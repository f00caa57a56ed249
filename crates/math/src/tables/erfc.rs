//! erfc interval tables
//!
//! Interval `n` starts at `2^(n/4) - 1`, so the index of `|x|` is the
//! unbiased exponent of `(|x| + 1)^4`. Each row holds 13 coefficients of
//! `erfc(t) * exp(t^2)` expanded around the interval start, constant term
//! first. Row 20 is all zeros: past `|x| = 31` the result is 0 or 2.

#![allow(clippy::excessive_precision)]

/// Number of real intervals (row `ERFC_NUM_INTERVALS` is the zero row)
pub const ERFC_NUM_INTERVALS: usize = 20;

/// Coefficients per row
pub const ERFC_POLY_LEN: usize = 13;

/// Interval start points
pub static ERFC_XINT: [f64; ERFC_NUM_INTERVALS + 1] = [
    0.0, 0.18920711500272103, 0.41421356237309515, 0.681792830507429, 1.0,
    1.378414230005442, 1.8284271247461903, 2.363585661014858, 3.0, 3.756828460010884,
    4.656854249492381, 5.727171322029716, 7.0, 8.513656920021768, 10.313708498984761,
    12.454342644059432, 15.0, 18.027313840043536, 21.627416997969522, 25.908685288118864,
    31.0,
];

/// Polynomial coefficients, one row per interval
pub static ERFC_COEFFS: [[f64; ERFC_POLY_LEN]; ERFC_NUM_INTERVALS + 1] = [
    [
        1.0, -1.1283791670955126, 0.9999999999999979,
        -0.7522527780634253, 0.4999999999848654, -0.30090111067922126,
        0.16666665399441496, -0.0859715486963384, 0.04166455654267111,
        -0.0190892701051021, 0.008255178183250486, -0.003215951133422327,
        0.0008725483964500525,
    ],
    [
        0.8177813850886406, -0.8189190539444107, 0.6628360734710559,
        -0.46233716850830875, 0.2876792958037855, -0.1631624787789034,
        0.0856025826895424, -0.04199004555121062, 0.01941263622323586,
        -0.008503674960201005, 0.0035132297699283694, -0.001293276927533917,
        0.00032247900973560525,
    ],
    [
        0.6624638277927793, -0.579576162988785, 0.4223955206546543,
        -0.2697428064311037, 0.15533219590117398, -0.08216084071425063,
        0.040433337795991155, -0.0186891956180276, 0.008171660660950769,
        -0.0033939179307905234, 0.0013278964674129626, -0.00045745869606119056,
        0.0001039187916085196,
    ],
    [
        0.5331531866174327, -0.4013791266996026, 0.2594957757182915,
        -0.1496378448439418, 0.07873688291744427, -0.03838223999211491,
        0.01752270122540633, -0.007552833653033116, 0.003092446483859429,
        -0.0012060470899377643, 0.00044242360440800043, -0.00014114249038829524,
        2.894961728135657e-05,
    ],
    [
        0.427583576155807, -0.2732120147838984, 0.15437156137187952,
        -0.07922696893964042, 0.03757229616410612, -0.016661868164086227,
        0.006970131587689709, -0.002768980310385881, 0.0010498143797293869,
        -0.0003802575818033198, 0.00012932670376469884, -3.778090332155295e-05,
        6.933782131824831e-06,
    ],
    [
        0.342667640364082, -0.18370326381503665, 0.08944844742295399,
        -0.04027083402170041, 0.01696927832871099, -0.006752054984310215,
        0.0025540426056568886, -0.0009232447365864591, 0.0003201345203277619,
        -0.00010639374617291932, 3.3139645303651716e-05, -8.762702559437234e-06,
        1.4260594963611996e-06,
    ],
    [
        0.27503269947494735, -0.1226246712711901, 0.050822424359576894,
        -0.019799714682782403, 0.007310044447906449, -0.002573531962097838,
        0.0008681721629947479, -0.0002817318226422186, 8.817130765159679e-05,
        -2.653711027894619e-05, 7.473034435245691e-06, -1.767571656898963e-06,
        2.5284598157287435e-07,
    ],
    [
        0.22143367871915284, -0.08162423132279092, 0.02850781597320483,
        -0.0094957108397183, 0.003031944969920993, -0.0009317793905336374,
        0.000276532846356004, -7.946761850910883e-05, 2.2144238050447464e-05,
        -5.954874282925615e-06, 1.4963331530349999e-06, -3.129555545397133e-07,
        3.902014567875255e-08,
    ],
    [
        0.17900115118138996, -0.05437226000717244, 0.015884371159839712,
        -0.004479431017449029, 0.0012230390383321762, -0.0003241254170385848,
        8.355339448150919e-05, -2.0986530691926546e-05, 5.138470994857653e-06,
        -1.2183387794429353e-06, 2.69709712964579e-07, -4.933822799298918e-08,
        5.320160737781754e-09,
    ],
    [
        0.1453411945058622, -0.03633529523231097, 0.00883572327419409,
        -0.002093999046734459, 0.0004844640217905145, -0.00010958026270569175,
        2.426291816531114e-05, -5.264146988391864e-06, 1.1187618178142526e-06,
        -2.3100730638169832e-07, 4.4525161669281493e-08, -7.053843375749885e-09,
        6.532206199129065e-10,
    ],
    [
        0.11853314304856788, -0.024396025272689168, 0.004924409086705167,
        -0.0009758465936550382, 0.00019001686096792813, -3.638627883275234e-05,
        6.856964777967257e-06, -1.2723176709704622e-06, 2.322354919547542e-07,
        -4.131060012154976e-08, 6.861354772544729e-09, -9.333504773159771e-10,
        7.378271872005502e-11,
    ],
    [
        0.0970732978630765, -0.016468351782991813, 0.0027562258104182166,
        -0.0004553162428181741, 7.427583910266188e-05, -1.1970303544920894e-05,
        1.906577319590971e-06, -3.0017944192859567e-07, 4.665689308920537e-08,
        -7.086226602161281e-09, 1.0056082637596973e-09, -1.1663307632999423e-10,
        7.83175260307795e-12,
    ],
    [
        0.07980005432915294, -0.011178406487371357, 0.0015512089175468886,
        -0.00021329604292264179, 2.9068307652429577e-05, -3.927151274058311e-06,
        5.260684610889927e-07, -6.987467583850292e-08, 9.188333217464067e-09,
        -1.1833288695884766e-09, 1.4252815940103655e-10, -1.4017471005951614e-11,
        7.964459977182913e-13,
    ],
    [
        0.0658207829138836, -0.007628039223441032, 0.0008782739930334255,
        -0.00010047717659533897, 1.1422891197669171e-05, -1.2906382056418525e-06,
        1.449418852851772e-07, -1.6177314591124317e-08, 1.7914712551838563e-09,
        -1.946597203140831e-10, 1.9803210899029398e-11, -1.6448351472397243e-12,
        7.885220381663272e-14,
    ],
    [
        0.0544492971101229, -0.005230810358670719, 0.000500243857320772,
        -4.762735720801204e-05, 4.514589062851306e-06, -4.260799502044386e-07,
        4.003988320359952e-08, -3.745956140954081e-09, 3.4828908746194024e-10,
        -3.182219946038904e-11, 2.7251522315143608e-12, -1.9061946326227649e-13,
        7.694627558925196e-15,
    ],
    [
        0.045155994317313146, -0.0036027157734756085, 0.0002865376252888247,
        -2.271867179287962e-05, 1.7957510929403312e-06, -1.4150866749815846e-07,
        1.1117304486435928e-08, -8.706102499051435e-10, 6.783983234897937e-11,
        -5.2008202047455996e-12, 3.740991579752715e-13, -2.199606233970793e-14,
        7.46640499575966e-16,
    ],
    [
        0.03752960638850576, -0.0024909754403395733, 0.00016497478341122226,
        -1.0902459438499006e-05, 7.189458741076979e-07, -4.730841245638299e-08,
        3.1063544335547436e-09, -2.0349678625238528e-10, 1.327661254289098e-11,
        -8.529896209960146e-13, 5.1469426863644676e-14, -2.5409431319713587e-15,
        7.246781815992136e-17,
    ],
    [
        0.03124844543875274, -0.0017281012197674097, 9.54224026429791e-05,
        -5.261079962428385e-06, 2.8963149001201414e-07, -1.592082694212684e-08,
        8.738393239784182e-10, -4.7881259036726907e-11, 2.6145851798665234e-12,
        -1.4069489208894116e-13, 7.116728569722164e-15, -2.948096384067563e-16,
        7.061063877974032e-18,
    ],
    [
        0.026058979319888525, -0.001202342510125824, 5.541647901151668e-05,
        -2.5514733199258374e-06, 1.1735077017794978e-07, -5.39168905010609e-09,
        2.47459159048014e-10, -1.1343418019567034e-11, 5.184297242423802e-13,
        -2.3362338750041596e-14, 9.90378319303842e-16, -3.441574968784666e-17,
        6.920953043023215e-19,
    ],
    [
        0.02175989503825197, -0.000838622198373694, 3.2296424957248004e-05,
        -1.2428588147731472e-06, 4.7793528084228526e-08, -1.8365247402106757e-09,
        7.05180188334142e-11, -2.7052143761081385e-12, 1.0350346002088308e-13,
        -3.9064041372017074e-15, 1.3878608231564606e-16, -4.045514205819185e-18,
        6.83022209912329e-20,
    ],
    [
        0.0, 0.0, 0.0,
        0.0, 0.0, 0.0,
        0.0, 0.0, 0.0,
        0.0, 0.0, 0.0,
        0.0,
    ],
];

Work task: Using the records above, gather all lines where the string "static" is present.

Output of the task:
pub static ERFC_XINT: [f64; ERFC_NUM_INTERVALS + 1] = [
pub static ERFC_COEFFS: [[f64; ERFC_POLY_LEN]; ERFC_NUM_INTERVALS + 1] = [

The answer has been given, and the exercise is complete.